On average, Medicaid patients waited 4.6 minutes and privately insured patients waited 4.1 minutes. Amy Finkelstein, one of the study authors, said she was surprised by the low figures.

“My intuition, going into it, was that wait times were going to be much longer, based on my own biased recall,” said Finkelstein, in a news release. “We tend to remember that visit where we waited forever. A key value of measuring wait times based on information captured by office software is it doesn’t suffer from such a biased recall.”

The software showed the scheduled appointment time, the time the patient arrived, their check-in time, and when the first phase of the visit began.

The study revealed other information about wait times, including that they’re usually shorter in the mornings, as well as in larger medical practices. Also, kids are late for 40 percent of their medical visits.

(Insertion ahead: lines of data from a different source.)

//! DOCX paragraph extraction
//!
//! A .docx file is a zip archive; the body text lives in
//! `word/document.xml` as `<w:p>` paragraphs made of `<w:t>` runs.

use crate::ExtractError;
use quick_xml::events::Event;
use quick_xml::Reader;
use std::io::{Cursor, Read};
use tracing::debug;

const DOCUMENT_XML: &str = "word/document.xml";

/// Text of every non-empty paragraph, in document order
pub fn extract_paragraphs(docx_bytes: &[u8]) -> Result<Vec<String>, ExtractError> {
    let xml = read_document_xml(docx_bytes)?;
    let paragraphs = paragraphs_from_xml(&xml)?;
    debug!(paragraphs = paragraphs.len(), "docx paragraphs extracted");
    Ok(paragraphs)
}

/// Extract the whole document as one newline-joined string
pub fn extract_text(docx_bytes: &[u8]) -> Result<String, ExtractError> {
    Ok(extract_paragraphs(docx_bytes)?.join("\n"))
}

fn read_document_xml(docx_bytes: &[u8]) -> Result<String, ExtractError> {
    let mut archive = zip::ZipArchive::new(Cursor::new(docx_bytes))
        .map_err(|e| ExtractError::Docx(e.to_string()))?;
    let mut entry = archive
        .by_name(DOCUMENT_XML)
        .map_err(|e| ExtractError::Docx(format!("{DOCUMENT_XML}: {e}")))?;

    let mut xml = String::new();
    entry.read_to_string(&mut xml)?;
    Ok(xml)
}

fn paragraphs_from_xml(xml: &str) -> Result<Vec<String>, ExtractError> {
    let mut reader = Reader::from_str(xml);
    let mut paragraphs = Vec::new();
    let mut current = String::new();
    let mut in_text_run = false;

    loop {
        match reader.read_event() {
            Ok(Event::Start(e)) => match e.name().as_ref() {
                b"w:p" => current.clear(),
                b"w:t" => in_text_run = true,
                _ => {}
            },
            Ok(Event::End(e)) => match e.name().as_ref() {
                b"w:t" => in_text_run = false,
                b"w:p" => push_paragraph(&mut paragraphs, &mut current),
                _ => {}
            },
            Ok(Event::Empty(e)) => match e.name().as_ref() {
                b"w:tab" => current.push('\t'),
                b"w:br" | b"w:cr" => current.push('\n'),
                // <w:p/> is an empty paragraph
                _ => {}
            },
            Ok(Event::Text(t)) if in_text_run => {
                let text = t.unescape().map_err(|e| ExtractError::Xml(e.to_string()))?;
                current.push_str(&text);
            }
            Ok(Event::Eof) => break,
            Ok(_) => {}
            Err(e) => {
                return Err(ExtractError::Xml(format!(
                    "at byte {}: {e}",
                    reader.buffer_position()
                )))
            }
        }
    }

    Ok(paragraphs)
}

fn push_paragraph(paragraphs: &mut Vec<String>, current: &mut String) {
    if !current.trim().is_empty() {
        paragraphs.push(std::mem::take(current));
    }
    current.clear();
}

#[cfg(test)]
mod tests {
    use super::*;
    use pretty_assertions::assert_eq;
    use std::io::Write;

    fn make_docx(entries: &[(&str, &str)]) -> Vec<u8> {
        let mut writer = zip::ZipWriter::new(Cursor::new(Vec::new()));
        for (name, body) in entries {
            writer
                .start_file(*name, zip::write::SimpleFileOptions::default())
                .unwrap();
            writer.write_all(body.as_bytes()).unwrap();
        }
        writer.finish().unwrap().into_inner()
    }

    fn document(body: &str) -> String {
        format!(
            r#"<?xml version="1.0" encoding="UTF-8" standalone="yes"?>
<w:document xmlns:w="http://schemas.openxmlformats.org/wordprocessingml/2006/main"><w:body>{body}</w:body></w:document>"#
        )
    }

    #[test]
    fn test_paragraphs_joined_from_runs() {
        let xml = document(
            "<w:p><w:r><w:t>LOG OF BORING </w:t></w:r><w:r><w:t>GEO-001</w:t></w:r></w:p>\
             <w:p><w:r><w:t xml:space=\"preserve\">Auger refusal at 6.5 ft</w:t></w:r></w:p>",
        );
        let bytes = make_docx(&[("word/document.xml", xml.as_str())]);

        assert_eq!(
            extract_paragraphs(&bytes).unwrap(),
            vec!["LOG OF BORING GEO-001", "Auger refusal at 6.5 ft"]
        );
        assert_eq!(
            extract_text(&bytes).unwrap(),
            "LOG OF BORING GEO-001\nAuger refusal at 6.5 ft"
        );
    }

    #[test]
    fn test_empty_paragraphs_are_dropped() {
        let xml = document(
            "<w:p/><w:p><w:r><w:t>  </w:t></w:r></w:p><w:p><w:r><w:t>CL</w:t></w:r></w:p>",
        );
        let bytes = make_docx(&[("word/document.xml", xml.as_str())]);
        assert_eq!(extract_paragraphs(&bytes).unwrap(), vec!["CL"]);
    }

    #[test]
    fn test_tabs_breaks_and_entities() {
        let xml = document(
            "<w:p><w:r><w:t>GEO-101</w:t><w:tab/><w:t>2.5 ft</w:t><w:br/>\
             <w:t>depth &lt; 5 ft</w:t></w:r></w:p>",
        );
        let bytes = make_docx(&[("word/document.xml", xml.as_str())]);
        assert_eq!(
            extract_paragraphs(&bytes).unwrap(),
            vec!["GEO-101\t2.5 ft\ndepth < 5 ft"]
        );
    }

    #[test]
    fn test_non_text_elements_are_ignored() {
        let xml = document(
            "<w:p><w:pPr><w:pStyle w:val=\"Heading1\"/></w:pPr>\
             <w:r><w:instrText>PAGE</w:instrText><w:t>SUBSURFACE CONDITIONS</w:t></w:r></w:p>",
        );
        let bytes = make_docx(&[("word/document.xml", xml.as_str())]);
        assert_eq!(extract_paragraphs(&bytes).unwrap(), vec!["SUBSURFACE CONDITIONS"]);
    }

    #[test]
    fn test_missing_document_part() {
        let bytes = make_docx(&[("word/styles.xml", "<w:styles/>")]);
        let err = extract_paragraphs(&bytes).unwrap_err();
        assert!(matches!(err, ExtractError::Docx(_)), "{err}");
    }

    #[test]
    fn test_not_a_zip() {
        let err = extract_paragraphs(b"plain text pretending to be docx").unwrap_err();
        assert!(matches!(err, ExtractError::Docx(_)));
    }

    #[test]
    fn test_malformed_xml() {
        let bytes = make_docx(&[("word/document.xml", "<w:document><w:p></w:r></w:document>")]);
        let err = extract_paragraphs(&bytes).unwrap_err();
        assert!(matches!(err, ExtractError::Xml(_)), "{err}");
    }
}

In their paper, the authors write their study “complements other work that suggests that Medicaid patients face some additional barriers in the receipt of care.”

As of February 2017, Medicaid provides coverage for 69 million people across the United States.

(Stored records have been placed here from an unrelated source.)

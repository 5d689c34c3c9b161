//! Drainage classification
//!
//! Strategies are tried in order and the first one that produces a verdict
//! wins:
//! 1. Frequency mix - bucket percentages from the USCS frequency table
//! 2. Code scan - worst drainage quality among codes found in the raw text
//! 3. Keywords - plain-language soil descriptions
//! 4. Unclear - nothing usable in the text

use crate::patterns::{find_keyword, GOOD_DRAINAGE_KEYWORDS, POOR_DRAINAGE_KEYWORDS};
use geotech_types::{
    DrainageBasis, DrainageBreakdown, DrainageVerdict, FrequencyTable, UscsCode,
};
use lazy_static::lazy_static;
use regex::Regex;
use tracing::debug;

pub const NOT_WELL_DRAINING: &str = "Overall NOT well-draining";
pub const MOSTLY_NOT_WELL_DRAINING: &str = "Mostly not well-draining";
pub const WELL_DRAINING_TENDENCY: &str = "Overall well-draining tendency";
pub const MIXED_DRAINAGE: &str = "Mixed drainage";
pub const KEYWORD_NOT_WELL_DRAINING: &str = "Not well-draining (keyword inference)";
pub const KEYWORD_WELL_DRAINING: &str = "Likely well-draining (keyword inference)";
pub const UNCLEAR: &str = "Unclear – needs review";

lazy_static! {
    static ref CODE_SCAN_PATTERN: Regex =
        Regex::new(r"(?i)\b(?:GW|SW|GP|SP|GM|SM|GC|SC|ML|CL|MH|CH|OL|OH|PT)\b").unwrap();
}

type DrainageStrategy = fn(&FrequencyTable, &str) -> Option<DrainageVerdict>;

const STRATEGIES: &[(&str, DrainageStrategy)] = &[
    ("frequency_mix", from_frequency_mix),
    ("code_scan", from_code_scan),
    ("keywords", from_keywords),
];

/// Classify overall drainage. Never fails; falls through to "unclear".
pub fn classify_drainage(table: &FrequencyTable, text: &str) -> DrainageVerdict {
    for (name, strategy) in STRATEGIES {
        if let Some(verdict) = strategy(table, text) {
            debug!(strategy = name, verdict = %verdict, "drainage classified");
            return verdict;
        }
    }

    debug!("no drainage signal found");
    DrainageVerdict {
        label: UNCLEAR.to_string(),
        basis: DrainageBasis::Unclear,
    }
}

/// Aggregate table percentages per bucket and apply the decision rule
pub fn from_frequency_mix(table: &FrequencyTable, _text: &str) -> Option<DrainageVerdict> {
    if table.is_empty() {
        return None;
    }

    let mut breakdown = DrainageBreakdown::default();
    for row in table.iter() {
        breakdown.add(row.code.quality(), row.percent);
    }

    let bad = breakdown.bad();
    let label = if bad >= 60.0 {
        NOT_WELL_DRAINING
    } else if bad >= 40.0 {
        MOSTLY_NOT_WELL_DRAINING
    } else if breakdown.ok() >= 50.0 && bad < 30.0 {
        WELL_DRAINING_TENDENCY
    } else {
        MIXED_DRAINAGE
    };

    Some(DrainageVerdict {
        label: label.to_string(),
        basis: DrainageBasis::FrequencyMix { breakdown },
    })
}

/// Pessimistic verdict from whichever codes appear anywhere in the text
pub fn from_code_scan(_table: &FrequencyTable, text: &str) -> Option<DrainageVerdict> {
    let mut codes: Vec<UscsCode> = CODE_SCAN_PATTERN
        .find_iter(text)
        .filter_map(|m| UscsCode::from_symbol(m.as_str()))
        .collect();
    codes.sort_by_key(|code| code.symbol());
    codes.dedup();

    let worst = codes.iter().map(|code| code.quality()).min_by_key(|q| q.rank())?;

    Some(DrainageVerdict {
        label: worst.label().to_string(),
        basis: DrainageBasis::CodeScan { codes, worst },
    })
}

pub fn from_keywords(_table: &FrequencyTable, text: &str) -> Option<DrainageVerdict> {
    let text_lower = text.to_lowercase();

    let label = if find_keyword(&text_lower, POOR_DRAINAGE_KEYWORDS).is_some() {
        KEYWORD_NOT_WELL_DRAINING
    } else if find_keyword(&text_lower, GOOD_DRAINAGE_KEYWORDS).is_some() {
        KEYWORD_WELL_DRAINING
    } else {
        return None;
    };

    Some(DrainageVerdict {
        label: label.to_string(),
        basis: DrainageBasis::Keywords,
    })
}
use thiserror::Error;

/// Errors that can occur while pulling text out of a report
#[derive(Debug, Error)]
pub enum ExtractError {
    #[error("Unsupported file type: {0} (expected .pdf, .docx or .txt)")]
    UnsupportedFormat(String),

    #[error("PDF extraction failed: {0}")]
    Pdf(String),

    #[error("Invalid PDF: {0}")]
    InvalidPdf(String),

    #[error("Password-protected PDF")]
    PasswordProtected,

    #[error("DOCX archive unreadable: {0}")]
    Docx(String),

    #[error("DOCX XML malformed: {0}")]
    Xml(String),

    #[error("IO error: {0}")]
    Io(#[from] std::io::Error),
}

Medicaid is a joint federal and state program that helps low-income people with costs related to medical and long-term care. Although the program varies by state, all of the programs have a few things in common: Each state must cover families and children, pregnant women, the elderly, and people with disabilities.

In order to qualify, your income and assets must be below a certain amount, but this amount varies by state. Federal law requires certain mandatory benefits be provided including services such as inpatient and outpatient hospital services, nursing facility services, home health services, physician services, rural health clinic services, laboratory and X-ray services, family planning services, nurse midwife services, transportation to medical care, and tobacco cessation counseling for pregnant women.